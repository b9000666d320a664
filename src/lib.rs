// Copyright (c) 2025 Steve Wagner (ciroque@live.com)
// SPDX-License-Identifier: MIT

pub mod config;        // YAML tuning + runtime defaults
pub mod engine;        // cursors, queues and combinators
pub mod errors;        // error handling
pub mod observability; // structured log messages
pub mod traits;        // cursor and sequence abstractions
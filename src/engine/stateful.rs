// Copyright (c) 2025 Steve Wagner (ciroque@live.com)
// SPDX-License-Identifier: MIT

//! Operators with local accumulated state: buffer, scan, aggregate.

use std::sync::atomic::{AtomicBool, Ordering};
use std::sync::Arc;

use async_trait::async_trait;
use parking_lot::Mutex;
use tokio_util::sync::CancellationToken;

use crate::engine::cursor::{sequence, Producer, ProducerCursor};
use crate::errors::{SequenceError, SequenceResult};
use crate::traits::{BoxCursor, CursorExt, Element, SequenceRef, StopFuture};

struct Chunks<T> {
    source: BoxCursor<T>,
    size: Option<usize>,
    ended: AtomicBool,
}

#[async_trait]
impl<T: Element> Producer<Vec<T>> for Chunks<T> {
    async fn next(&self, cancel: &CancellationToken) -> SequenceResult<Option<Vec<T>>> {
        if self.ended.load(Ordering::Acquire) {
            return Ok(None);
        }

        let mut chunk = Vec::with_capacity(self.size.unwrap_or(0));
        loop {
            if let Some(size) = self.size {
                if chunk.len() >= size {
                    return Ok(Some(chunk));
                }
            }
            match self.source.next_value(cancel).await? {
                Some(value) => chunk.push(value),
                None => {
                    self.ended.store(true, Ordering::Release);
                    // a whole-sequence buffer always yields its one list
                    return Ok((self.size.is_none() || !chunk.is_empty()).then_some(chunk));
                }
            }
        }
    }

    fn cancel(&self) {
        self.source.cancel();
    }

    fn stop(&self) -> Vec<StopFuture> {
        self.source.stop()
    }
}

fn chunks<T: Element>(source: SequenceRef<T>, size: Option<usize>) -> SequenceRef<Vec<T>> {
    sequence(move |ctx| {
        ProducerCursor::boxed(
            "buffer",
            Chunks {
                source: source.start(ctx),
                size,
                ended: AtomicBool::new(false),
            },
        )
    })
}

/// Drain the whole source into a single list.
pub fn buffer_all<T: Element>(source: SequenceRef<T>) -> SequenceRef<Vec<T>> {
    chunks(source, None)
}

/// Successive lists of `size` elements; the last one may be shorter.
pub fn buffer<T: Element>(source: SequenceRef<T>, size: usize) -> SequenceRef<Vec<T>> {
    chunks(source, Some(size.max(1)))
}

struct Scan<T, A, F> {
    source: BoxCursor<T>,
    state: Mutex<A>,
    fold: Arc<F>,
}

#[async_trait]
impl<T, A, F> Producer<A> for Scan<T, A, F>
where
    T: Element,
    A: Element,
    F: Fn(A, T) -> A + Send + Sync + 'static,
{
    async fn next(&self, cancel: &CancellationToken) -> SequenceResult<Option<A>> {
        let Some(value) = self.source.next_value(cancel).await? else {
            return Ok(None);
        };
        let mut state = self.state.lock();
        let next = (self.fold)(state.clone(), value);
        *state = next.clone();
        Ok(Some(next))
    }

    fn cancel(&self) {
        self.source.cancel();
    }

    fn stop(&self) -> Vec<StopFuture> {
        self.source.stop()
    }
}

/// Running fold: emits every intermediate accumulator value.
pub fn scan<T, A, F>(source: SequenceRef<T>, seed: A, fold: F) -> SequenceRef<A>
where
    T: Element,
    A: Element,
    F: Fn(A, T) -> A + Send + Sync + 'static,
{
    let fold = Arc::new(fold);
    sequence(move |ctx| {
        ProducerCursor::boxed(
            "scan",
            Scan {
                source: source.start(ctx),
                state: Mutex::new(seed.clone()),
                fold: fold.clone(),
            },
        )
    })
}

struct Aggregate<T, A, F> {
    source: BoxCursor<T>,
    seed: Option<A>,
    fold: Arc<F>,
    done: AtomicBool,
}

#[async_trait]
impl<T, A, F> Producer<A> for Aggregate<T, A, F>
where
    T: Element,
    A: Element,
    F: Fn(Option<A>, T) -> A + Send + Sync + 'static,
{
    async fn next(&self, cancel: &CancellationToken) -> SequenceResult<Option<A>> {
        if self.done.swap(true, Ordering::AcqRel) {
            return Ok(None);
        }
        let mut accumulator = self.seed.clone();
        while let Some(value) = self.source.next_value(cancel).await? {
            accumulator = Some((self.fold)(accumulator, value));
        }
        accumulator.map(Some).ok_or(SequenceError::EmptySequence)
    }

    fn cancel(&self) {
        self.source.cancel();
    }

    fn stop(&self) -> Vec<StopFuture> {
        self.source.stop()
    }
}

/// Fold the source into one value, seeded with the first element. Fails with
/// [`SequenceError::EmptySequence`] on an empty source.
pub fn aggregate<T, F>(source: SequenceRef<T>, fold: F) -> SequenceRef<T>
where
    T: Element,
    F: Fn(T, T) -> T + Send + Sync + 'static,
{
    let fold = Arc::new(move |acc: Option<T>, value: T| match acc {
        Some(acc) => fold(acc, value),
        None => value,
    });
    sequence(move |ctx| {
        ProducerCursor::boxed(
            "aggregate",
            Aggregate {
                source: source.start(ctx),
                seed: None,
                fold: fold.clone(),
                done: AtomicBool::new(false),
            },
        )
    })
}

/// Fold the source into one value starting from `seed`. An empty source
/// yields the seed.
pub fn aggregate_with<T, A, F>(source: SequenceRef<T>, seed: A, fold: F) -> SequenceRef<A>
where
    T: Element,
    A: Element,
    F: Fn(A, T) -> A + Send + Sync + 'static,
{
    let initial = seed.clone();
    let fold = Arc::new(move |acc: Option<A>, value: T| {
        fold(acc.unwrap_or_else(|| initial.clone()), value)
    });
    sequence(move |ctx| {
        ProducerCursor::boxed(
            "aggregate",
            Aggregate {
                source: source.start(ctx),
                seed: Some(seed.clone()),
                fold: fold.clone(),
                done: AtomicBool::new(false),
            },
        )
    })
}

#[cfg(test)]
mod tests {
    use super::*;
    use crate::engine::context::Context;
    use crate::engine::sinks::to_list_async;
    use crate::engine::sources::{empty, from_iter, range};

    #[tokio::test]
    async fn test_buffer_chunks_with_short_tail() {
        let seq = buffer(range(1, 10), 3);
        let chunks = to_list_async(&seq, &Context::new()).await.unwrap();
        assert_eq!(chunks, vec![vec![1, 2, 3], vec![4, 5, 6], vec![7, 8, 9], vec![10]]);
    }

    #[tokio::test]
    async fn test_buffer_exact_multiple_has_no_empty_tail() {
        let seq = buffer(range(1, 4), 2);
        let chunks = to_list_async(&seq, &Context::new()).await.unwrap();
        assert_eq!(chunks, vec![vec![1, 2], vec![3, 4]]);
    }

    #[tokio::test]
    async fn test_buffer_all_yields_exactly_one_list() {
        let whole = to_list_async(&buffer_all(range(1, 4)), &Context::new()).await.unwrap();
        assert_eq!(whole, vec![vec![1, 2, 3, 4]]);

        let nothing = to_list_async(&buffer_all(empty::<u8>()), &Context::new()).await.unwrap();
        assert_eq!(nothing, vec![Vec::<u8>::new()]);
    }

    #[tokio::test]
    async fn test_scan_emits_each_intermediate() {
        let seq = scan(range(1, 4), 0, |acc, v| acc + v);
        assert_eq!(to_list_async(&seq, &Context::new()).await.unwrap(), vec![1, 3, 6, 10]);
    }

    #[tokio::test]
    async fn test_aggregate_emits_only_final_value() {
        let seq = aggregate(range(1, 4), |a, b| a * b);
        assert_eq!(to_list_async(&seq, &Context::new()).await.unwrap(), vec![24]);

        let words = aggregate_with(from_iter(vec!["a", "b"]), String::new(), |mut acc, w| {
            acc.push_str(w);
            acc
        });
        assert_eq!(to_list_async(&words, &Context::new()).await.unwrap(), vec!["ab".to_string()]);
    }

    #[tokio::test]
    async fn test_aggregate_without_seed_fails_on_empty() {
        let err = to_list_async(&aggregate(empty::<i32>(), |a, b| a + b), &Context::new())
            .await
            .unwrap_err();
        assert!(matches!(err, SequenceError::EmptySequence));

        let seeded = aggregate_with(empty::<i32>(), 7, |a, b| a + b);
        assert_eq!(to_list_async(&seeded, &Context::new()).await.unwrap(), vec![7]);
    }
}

--

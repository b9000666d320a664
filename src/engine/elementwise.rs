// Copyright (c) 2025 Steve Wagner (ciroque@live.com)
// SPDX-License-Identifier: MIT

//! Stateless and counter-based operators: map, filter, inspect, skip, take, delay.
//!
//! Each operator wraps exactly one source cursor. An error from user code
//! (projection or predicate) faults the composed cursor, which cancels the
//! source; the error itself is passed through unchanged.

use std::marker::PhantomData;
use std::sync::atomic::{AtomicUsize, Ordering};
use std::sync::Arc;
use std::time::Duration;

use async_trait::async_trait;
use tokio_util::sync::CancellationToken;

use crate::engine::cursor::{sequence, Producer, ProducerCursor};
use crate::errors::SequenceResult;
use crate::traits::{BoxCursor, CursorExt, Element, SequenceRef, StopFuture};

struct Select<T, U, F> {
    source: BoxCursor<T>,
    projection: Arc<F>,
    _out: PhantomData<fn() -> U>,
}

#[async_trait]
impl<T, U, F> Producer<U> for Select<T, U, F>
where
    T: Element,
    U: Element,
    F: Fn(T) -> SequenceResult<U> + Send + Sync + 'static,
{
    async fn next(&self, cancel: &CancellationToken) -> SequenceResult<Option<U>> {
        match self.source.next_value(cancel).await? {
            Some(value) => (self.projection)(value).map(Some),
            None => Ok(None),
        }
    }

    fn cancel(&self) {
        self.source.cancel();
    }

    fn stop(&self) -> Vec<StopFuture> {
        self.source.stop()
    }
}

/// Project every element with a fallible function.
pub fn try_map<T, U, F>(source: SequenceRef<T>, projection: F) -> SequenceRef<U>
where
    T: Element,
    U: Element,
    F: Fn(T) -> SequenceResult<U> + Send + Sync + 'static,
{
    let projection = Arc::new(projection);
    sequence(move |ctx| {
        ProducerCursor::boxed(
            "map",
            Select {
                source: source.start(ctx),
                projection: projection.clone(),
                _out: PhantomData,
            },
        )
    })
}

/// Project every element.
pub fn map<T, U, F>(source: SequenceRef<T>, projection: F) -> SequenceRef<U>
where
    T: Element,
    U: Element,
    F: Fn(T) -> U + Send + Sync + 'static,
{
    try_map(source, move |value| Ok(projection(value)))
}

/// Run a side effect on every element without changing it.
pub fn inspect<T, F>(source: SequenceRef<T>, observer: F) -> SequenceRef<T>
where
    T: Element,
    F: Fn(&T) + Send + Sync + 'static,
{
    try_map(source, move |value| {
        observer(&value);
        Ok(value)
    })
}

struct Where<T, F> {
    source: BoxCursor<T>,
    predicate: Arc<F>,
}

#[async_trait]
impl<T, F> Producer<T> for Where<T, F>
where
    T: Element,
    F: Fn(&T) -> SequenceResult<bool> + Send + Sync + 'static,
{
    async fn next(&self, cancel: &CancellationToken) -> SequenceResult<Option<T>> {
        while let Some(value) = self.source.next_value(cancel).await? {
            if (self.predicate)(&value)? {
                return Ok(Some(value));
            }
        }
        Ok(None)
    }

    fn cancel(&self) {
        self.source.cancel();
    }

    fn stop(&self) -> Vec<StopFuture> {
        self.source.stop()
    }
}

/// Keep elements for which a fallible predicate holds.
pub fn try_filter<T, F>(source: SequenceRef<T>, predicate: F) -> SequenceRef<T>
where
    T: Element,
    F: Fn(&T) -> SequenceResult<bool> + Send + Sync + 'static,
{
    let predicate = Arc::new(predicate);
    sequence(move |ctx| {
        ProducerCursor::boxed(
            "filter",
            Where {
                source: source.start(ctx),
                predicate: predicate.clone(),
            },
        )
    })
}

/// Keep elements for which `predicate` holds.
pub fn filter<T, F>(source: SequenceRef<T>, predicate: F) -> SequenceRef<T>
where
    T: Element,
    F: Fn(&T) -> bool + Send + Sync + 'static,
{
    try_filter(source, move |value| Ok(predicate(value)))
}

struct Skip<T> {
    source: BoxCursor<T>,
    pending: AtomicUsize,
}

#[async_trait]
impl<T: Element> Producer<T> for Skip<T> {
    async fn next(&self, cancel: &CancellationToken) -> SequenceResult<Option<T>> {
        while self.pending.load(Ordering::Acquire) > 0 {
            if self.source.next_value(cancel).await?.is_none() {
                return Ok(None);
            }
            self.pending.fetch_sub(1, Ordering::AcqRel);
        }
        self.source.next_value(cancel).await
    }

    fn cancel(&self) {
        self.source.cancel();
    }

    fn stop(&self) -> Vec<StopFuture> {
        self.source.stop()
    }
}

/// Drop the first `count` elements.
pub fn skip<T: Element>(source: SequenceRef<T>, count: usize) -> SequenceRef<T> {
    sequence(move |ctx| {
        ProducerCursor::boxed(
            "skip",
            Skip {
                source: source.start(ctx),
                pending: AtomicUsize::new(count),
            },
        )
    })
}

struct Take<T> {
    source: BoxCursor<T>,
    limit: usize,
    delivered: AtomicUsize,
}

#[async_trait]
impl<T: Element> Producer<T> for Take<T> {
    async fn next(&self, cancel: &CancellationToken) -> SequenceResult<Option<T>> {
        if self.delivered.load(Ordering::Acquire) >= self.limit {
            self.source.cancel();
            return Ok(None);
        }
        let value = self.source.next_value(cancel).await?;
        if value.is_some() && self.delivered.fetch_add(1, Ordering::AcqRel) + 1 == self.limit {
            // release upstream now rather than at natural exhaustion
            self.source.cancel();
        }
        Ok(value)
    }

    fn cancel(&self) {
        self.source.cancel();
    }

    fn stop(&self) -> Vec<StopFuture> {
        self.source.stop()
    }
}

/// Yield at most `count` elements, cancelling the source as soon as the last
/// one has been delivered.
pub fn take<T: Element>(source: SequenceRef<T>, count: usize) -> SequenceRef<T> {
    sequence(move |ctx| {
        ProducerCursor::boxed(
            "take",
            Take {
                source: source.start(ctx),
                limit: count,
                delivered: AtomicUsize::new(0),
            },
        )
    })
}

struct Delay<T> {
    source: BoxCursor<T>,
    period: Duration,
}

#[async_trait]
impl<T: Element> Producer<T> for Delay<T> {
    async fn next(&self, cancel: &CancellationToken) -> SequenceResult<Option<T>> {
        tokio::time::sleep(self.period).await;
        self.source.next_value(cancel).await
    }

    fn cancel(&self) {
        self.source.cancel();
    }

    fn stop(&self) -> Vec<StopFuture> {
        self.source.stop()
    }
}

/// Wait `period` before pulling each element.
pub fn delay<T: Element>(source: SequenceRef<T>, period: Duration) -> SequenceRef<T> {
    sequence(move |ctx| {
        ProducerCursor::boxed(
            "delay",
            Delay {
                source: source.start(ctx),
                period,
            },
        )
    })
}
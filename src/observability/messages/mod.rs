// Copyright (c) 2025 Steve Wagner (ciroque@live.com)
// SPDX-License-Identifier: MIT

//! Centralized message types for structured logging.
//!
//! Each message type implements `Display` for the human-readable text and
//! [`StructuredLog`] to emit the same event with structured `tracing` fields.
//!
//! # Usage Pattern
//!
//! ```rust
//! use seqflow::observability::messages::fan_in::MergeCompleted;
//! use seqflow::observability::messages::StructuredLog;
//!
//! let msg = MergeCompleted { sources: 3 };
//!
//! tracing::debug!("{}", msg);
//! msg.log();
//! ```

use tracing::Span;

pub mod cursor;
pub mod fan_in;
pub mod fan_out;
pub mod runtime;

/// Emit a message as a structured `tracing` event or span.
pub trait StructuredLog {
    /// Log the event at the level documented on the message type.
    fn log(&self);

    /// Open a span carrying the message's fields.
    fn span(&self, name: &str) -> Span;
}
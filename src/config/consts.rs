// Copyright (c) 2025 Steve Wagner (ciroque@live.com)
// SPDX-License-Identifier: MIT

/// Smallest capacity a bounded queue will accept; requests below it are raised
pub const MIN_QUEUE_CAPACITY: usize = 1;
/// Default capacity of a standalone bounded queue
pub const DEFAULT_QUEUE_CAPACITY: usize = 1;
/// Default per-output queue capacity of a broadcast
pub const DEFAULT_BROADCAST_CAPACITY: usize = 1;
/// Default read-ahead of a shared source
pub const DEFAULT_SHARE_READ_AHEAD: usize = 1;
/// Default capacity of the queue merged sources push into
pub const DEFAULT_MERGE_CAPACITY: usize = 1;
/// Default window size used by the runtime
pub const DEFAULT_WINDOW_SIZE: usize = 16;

--

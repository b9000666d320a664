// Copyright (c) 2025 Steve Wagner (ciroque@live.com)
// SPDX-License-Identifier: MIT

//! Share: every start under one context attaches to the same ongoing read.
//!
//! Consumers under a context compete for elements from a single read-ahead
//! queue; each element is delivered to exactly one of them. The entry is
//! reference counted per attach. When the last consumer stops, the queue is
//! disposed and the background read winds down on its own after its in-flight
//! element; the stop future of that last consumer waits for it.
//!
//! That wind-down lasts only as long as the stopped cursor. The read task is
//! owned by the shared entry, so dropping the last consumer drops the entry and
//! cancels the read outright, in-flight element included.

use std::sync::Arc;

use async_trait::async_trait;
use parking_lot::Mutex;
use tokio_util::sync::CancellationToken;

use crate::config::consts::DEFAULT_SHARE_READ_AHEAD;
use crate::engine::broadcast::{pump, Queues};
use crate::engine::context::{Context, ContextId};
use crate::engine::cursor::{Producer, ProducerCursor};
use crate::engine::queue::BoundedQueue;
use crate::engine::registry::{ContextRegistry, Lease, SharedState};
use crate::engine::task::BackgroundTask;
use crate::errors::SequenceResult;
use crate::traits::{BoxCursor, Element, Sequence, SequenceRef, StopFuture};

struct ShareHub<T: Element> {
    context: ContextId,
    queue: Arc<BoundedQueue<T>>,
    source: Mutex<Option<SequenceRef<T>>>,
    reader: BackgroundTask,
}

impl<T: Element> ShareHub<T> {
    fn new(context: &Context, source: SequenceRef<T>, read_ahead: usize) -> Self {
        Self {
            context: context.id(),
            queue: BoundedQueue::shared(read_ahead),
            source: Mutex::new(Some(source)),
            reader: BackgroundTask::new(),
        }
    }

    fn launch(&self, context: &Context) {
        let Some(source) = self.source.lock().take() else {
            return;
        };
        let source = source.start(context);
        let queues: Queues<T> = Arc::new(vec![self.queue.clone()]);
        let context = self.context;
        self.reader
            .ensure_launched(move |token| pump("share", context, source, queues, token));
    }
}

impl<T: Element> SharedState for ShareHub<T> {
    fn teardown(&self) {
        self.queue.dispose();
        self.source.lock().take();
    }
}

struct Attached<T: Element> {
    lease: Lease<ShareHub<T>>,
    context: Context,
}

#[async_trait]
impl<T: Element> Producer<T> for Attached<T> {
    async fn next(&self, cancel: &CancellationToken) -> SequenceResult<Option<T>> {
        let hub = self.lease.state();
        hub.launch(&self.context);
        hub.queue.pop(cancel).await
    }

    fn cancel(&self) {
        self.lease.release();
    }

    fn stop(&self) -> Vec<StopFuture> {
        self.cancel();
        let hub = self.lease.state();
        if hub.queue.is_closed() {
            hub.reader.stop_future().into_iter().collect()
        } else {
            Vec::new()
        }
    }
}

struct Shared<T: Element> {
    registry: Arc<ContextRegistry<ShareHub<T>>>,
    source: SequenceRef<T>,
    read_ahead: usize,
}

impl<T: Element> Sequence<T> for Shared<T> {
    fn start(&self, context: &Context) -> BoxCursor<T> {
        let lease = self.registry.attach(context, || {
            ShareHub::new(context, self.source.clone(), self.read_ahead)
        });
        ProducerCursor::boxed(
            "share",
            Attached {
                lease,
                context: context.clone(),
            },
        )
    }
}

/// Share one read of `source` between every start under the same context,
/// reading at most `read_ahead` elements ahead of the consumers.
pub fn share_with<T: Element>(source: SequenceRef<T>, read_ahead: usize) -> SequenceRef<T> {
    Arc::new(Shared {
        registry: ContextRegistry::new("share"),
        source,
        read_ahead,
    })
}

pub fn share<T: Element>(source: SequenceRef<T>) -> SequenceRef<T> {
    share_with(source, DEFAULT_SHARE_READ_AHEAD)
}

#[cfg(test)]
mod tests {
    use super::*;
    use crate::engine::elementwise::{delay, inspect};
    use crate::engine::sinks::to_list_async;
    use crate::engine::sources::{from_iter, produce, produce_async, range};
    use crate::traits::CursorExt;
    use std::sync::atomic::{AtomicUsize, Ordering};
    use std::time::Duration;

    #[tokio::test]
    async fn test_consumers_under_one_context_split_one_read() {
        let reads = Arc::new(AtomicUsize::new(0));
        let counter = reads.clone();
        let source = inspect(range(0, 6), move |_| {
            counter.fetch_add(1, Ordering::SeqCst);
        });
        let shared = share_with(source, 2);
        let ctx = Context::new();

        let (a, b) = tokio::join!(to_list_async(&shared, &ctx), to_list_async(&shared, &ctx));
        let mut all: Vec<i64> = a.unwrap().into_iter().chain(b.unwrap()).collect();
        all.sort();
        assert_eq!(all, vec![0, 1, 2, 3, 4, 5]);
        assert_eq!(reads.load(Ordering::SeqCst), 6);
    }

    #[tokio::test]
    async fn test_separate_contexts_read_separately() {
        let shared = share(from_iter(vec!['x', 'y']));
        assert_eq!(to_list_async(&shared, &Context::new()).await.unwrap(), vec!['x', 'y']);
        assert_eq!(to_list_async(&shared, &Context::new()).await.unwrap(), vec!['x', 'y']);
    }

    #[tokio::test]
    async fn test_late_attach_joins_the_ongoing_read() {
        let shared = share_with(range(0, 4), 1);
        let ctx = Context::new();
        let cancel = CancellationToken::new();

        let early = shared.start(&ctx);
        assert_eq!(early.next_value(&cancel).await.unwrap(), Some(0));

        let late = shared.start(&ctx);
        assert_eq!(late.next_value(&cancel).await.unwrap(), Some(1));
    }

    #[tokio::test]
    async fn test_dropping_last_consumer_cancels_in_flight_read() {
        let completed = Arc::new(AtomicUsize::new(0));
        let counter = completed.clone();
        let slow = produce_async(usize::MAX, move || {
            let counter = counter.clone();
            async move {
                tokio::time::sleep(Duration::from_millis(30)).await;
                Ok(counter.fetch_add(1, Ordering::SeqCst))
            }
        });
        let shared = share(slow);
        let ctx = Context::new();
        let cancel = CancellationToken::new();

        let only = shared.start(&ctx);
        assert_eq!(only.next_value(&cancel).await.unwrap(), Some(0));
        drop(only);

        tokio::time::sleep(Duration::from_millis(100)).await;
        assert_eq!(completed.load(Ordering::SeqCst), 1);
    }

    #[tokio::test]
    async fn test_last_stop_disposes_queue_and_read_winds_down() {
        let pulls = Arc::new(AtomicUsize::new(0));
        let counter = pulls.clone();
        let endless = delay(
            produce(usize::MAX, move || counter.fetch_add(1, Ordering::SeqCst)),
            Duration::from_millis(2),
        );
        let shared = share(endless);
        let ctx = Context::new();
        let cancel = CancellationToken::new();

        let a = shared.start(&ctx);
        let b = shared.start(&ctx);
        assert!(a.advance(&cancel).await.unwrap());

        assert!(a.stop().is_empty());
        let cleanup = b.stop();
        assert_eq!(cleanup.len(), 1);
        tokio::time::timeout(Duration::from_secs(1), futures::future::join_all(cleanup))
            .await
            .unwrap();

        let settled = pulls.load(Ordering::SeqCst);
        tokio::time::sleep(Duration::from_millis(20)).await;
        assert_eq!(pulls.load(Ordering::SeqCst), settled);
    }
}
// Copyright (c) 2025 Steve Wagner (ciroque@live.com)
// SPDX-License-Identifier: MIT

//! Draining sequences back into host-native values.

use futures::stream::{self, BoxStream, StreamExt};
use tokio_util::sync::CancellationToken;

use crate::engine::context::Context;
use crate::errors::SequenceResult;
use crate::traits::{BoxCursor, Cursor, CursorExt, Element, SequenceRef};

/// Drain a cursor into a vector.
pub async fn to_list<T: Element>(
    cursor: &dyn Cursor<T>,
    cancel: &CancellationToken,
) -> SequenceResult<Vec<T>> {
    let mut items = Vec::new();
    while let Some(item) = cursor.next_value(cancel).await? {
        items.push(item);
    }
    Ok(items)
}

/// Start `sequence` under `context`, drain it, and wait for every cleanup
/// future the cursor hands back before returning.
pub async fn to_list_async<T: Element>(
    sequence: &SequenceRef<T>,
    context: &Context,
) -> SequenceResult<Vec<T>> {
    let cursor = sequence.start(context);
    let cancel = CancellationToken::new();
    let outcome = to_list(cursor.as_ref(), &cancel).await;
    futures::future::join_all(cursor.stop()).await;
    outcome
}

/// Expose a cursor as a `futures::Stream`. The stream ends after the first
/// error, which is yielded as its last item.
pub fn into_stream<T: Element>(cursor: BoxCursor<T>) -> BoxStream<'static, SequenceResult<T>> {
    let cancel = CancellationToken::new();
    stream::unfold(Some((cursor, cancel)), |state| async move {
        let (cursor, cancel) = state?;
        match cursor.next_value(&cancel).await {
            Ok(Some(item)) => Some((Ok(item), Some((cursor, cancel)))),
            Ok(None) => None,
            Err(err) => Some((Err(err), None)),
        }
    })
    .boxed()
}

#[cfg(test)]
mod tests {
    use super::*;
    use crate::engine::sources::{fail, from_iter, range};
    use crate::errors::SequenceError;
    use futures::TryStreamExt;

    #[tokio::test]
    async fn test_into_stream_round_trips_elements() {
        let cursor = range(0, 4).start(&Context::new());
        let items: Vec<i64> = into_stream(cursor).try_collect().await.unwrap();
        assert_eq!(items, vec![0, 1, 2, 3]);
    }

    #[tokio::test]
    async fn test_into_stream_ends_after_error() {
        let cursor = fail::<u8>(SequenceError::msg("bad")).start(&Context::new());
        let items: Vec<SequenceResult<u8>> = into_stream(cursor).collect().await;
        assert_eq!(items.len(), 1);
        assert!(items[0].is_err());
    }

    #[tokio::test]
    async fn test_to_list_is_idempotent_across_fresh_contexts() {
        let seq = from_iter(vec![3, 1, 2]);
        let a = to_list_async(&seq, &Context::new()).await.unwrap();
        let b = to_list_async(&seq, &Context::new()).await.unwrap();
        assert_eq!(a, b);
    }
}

§ **What you have to do**
For the word "BoxStream", find all matching lines in the entries above and copy them out.

§ **Reply**
use futures::stream::{self, BoxStream, StreamExt};
pub fn into_stream<T: Element>(cursor: BoxCursor<T>) -> BoxStream<'static, SequenceResult<T>> {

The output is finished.